Data for review Start Marker
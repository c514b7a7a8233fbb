//! SQLite history repository implementation.
//!
//! Implements `HistoryRepository` from `parley-core` with one row per session
//! in `chat_sessions` and one row per message in `chat_messages`. Messages are
//! only ever INSERTed; the autoincrement `seq` column fixes their order, so two
//! concurrent appends to the same session cannot overwrite each other.

use std::collections::HashMap;

use chrono::{DateTime, SecondsFormat, Utc};
use parley_core::history::repository::HistoryRepository;
use parley_types::error::RepositoryError;
use parley_types::history::{ChatMessage, ChatSession, MessagePart, MessageRole};
use sqlx::Row;
use uuid::Uuid;

use super::pool::DatabasePool;

/// SQLite-backed implementation of `HistoryRepository`.
pub struct SqliteHistoryRepository {
    pool: DatabasePool,
}

impl SqliteHistoryRepository {
    pub fn new(pool: DatabasePool) -> Self {
        Self { pool }
    }

    async fn fetch_messages(&self, session_id: &Uuid) -> Result<Vec<ChatMessage>, RepositoryError> {
        let rows = sqlx::query(
            "SELECT session_id, role, parts, timestamp FROM chat_messages
             WHERE session_id = ? ORDER BY seq ASC",
        )
        .bind(session_id.to_string())
        .fetch_all(&self.pool.reader)
        .await
        .map_err(|e| RepositoryError::Query(e.to_string()))?;

        rows.iter()
            .map(|row| {
                ChatMessageRow::from_row(row)
                    .map_err(|e| RepositoryError::Query(e.to_string()))?
                    .into_message()
            })
            .collect()
    }
}

// ---------------------------------------------------------------------------
// Private Row types for SQLite-to-domain mapping
// ---------------------------------------------------------------------------

struct ChatSessionRow {
    id: String,
    user_id: String,
    session_name: String,
    created_at: String,
    updated_at: String,
}

impl ChatSessionRow {
    fn from_row(row: &sqlx::sqlite::SqliteRow) -> Result<Self, sqlx::Error> {
        Ok(Self {
            id: row.try_get("id")?,
            user_id: row.try_get("user_id")?,
            session_name: row.try_get("session_name")?,
            created_at: row.try_get("created_at")?,
            updated_at: row.try_get("updated_at")?,
        })
    }

    fn into_session(self, messages: Vec<ChatMessage>) -> Result<ChatSession, RepositoryError> {
        let id = Uuid::parse_str(&self.id)
            .map_err(|e| RepositoryError::Query(format!("invalid session id: {e}")))?;

        Ok(ChatSession {
            id,
            user_id: self.user_id,
            session_name: self.session_name,
            messages,
            created_at: parse_datetime(&self.created_at)?,
            updated_at: parse_datetime(&self.updated_at)?,
        })
    }
}

struct ChatMessageRow {
    session_id: String,
    role: String,
    parts: String,
    timestamp: String,
}

impl ChatMessageRow {
    fn from_row(row: &sqlx::sqlite::SqliteRow) -> Result<Self, sqlx::Error> {
        Ok(Self {
            session_id: row.try_get("session_id")?,
            role: row.try_get("role")?,
            parts: row.try_get("parts")?,
            timestamp: row.try_get("timestamp")?,
        })
    }

    /// Legacy `bot` rows come back as [`MessageRole::Model`].
    fn into_message(self) -> Result<ChatMessage, RepositoryError> {
        let role: MessageRole = self
            .role
            .parse()
            .map_err(|e: String| RepositoryError::Query(e))?;
        let parts: Vec<MessagePart> = serde_json::from_str(&self.parts)
            .map_err(|e| RepositoryError::Query(format!("invalid message parts: {e}")))?;

        Ok(ChatMessage {
            role,
            parts,
            timestamp: parse_datetime(&self.timestamp)?,
        })
    }
}

// ---------------------------------------------------------------------------
// Helpers
// ---------------------------------------------------------------------------

/// Fixed-width RFC 3339 so lexical order in SQL matches time order.
fn format_datetime(dt: &DateTime<Utc>) -> String {
    dt.to_rfc3339_opts(SecondsFormat::Micros, true)
}

fn parse_datetime(s: &str) -> Result<DateTime<Utc>, RepositoryError> {
    DateTime::parse_from_rfc3339(s)
        .map(|dt| dt.with_timezone(&Utc))
        .map_err(|e| RepositoryError::Query(format!("invalid datetime: {e}")))
}

fn encode_parts(parts: &[MessagePart]) -> Result<String, RepositoryError> {
    serde_json::to_string(parts)
        .map_err(|e| RepositoryError::Query(format!("failed to encode message parts: {e}")))
}

impl HistoryRepository for SqliteHistoryRepository {
    async fn insert_session(&self, session: &ChatSession) -> Result<ChatSession, RepositoryError> {
        sqlx::query(
            "INSERT INTO chat_sessions (id, user_id, session_name, created_at, updated_at)
             VALUES (?, ?, ?, ?, ?)",
        )
        .bind(session.id.to_string())
        .bind(&session.user_id)
        .bind(&session.session_name)
        .bind(format_datetime(&session.created_at))
        .bind(format_datetime(&session.updated_at))
        .execute(&self.pool.writer)
        .await
        .map_err(|e| {
            if let sqlx::Error::Database(ref db_err) = e {
                if db_err.message().contains("UNIQUE") {
                    return RepositoryError::Conflict(format!(
                        "session {} already exists",
                        session.id
                    ));
                }
            }
            RepositoryError::Query(e.to_string())
        })?;

        Ok(session.clone())
    }

    async fn append_messages(
        &self,
        user_id: &str,
        session_id: &Uuid,
        messages: &[ChatMessage],
        at: DateTime<Utc>,
    ) -> Result<ChatSession, RepositoryError> {
        let id = session_id.to_string();
        let mut tx = self
            .pool
            .writer
            .begin()
            .await
            .map_err(|e| RepositoryError::Query(e.to_string()))?;

        let exists = sqlx::query("SELECT 1 FROM chat_sessions WHERE id = ? AND user_id = ?")
            .bind(&id)
            .bind(user_id)
            .fetch_optional(&mut *tx)
            .await
            .map_err(|e| RepositoryError::Query(e.to_string()))?;
        if exists.is_none() {
            return Err(RepositoryError::NotFound);
        }

        for message in messages {
            sqlx::query(
                "INSERT INTO chat_messages (session_id, role, parts, timestamp)
                 VALUES (?, ?, ?, ?)",
            )
            .bind(&id)
            .bind(message.role.as_str())
            .bind(encode_parts(&message.parts)?)
            .bind(format_datetime(&message.timestamp))
            .execute(&mut *tx)
            .await
            .map_err(|e| RepositoryError::Query(e.to_string()))?;
        }

        if !messages.is_empty() {
            sqlx::query("UPDATE chat_sessions SET updated_at = ? WHERE id = ?")
                .bind(format_datetime(&at))
                .bind(&id)
                .execute(&mut *tx)
                .await
                .map_err(|e| RepositoryError::Query(e.to_string()))?;
        }

        tx.commit()
            .await
            .map_err(|e| RepositoryError::Query(e.to_string()))?;

        self.get_session(user_id, session_id)
            .await?
            .ok_or(RepositoryError::NotFound)
    }

    async fn get_session(
        &self,
        user_id: &str,
        session_id: &Uuid,
    ) -> Result<Option<ChatSession>, RepositoryError> {
        let row = sqlx::query(
            "SELECT id, user_id, session_name, created_at, updated_at FROM chat_sessions
             WHERE id = ? AND user_id = ?",
        )
        .bind(session_id.to_string())
        .bind(user_id)
        .fetch_optional(&self.pool.reader)
        .await
        .map_err(|e| RepositoryError::Query(e.to_string()))?;

        match row {
            Some(row) => {
                let session_row =
                    ChatSessionRow::from_row(&row).map_err(|e| RepositoryError::Query(e.to_string()))?;
                let messages = self.fetch_messages(session_id).await?;
                Ok(Some(session_row.into_session(messages)?))
            }
            None => Ok(None),
        }
    }

    async fn list_sessions(&self, user_id: &str) -> Result<Vec<ChatSession>, RepositoryError> {
        let session_rows = sqlx::query(
            "SELECT id, user_id, session_name, created_at, updated_at FROM chat_sessions
             WHERE user_id = ?
             ORDER BY updated_at DESC, created_at DESC, id DESC",
        )
        .bind(user_id)
        .fetch_all(&self.pool.reader)
        .await
        .map_err(|e| RepositoryError::Query(e.to_string()))?;

        let message_rows = sqlx::query(
            "SELECT m.session_id, m.role, m.parts, m.timestamp
             FROM chat_messages m
             JOIN chat_sessions s ON s.id = m.session_id
             WHERE s.user_id = ?
             ORDER BY m.seq ASC",
        )
        .bind(user_id)
        .fetch_all(&self.pool.reader)
        .await
        .map_err(|e| RepositoryError::Query(e.to_string()))?;

        let mut by_session: HashMap<String, Vec<ChatMessage>> = HashMap::new();
        for row in &message_rows {
            let message_row =
                ChatMessageRow::from_row(row).map_err(|e| RepositoryError::Query(e.to_string()))?;
            let session_id = message_row.session_id.clone();
            by_session
                .entry(session_id)
                .or_default()
                .push(message_row.into_message()?);
        }

        session_rows
            .iter()
            .map(|row| {
                let session_row =
                    ChatSessionRow::from_row(row).map_err(|e| RepositoryError::Query(e.to_string()))?;
                let messages = by_session.remove(&session_row.id).unwrap_or_default();
                session_row.into_session(messages)
            })
            .collect()
    }

    async fn delete_session(&self, user_id: &str, session_id: &Uuid) -> Result<(), RepositoryError> {
        let result = sqlx::query("DELETE FROM chat_sessions WHERE id = ? AND user_id = ?")
            .bind(session_id.to_string())
            .bind(user_id)
            .execute(&self.pool.writer)
            .await
            .map_err(|e| RepositoryError::Query(e.to_string()))?;

        if result.rows_affected() == 0 {
            return Err(RepositoryError::NotFound);
        }
        Ok(())
    }

    async fn rename_session(
        &self,
        user_id: &str,
        session_id: &Uuid,
        session_name: &str,
        at: DateTime<Utc>,
    ) -> Result<ChatSession, RepositoryError> {
        let result = sqlx::query(
            "UPDATE chat_sessions SET session_name = ?, updated_at = ?
             WHERE id = ? AND user_id = ?",
        )
        .bind(session_name)
        .bind(format_datetime(&at))
        .bind(session_id.to_string())
        .bind(user_id)
        .execute(&self.pool.writer)
        .await
        .map_err(|e| RepositoryError::Query(e.to_string()))?;

        if result.rows_affected() == 0 {
            return Err(RepositoryError::NotFound);
        }

        self.get_session(user_id, session_id)
            .await?
            .ok_or(RepositoryError::NotFound)
    }
}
Data for review End Marker
Look at the entries above. Say how many lines have the word "execute", and give only the number.

5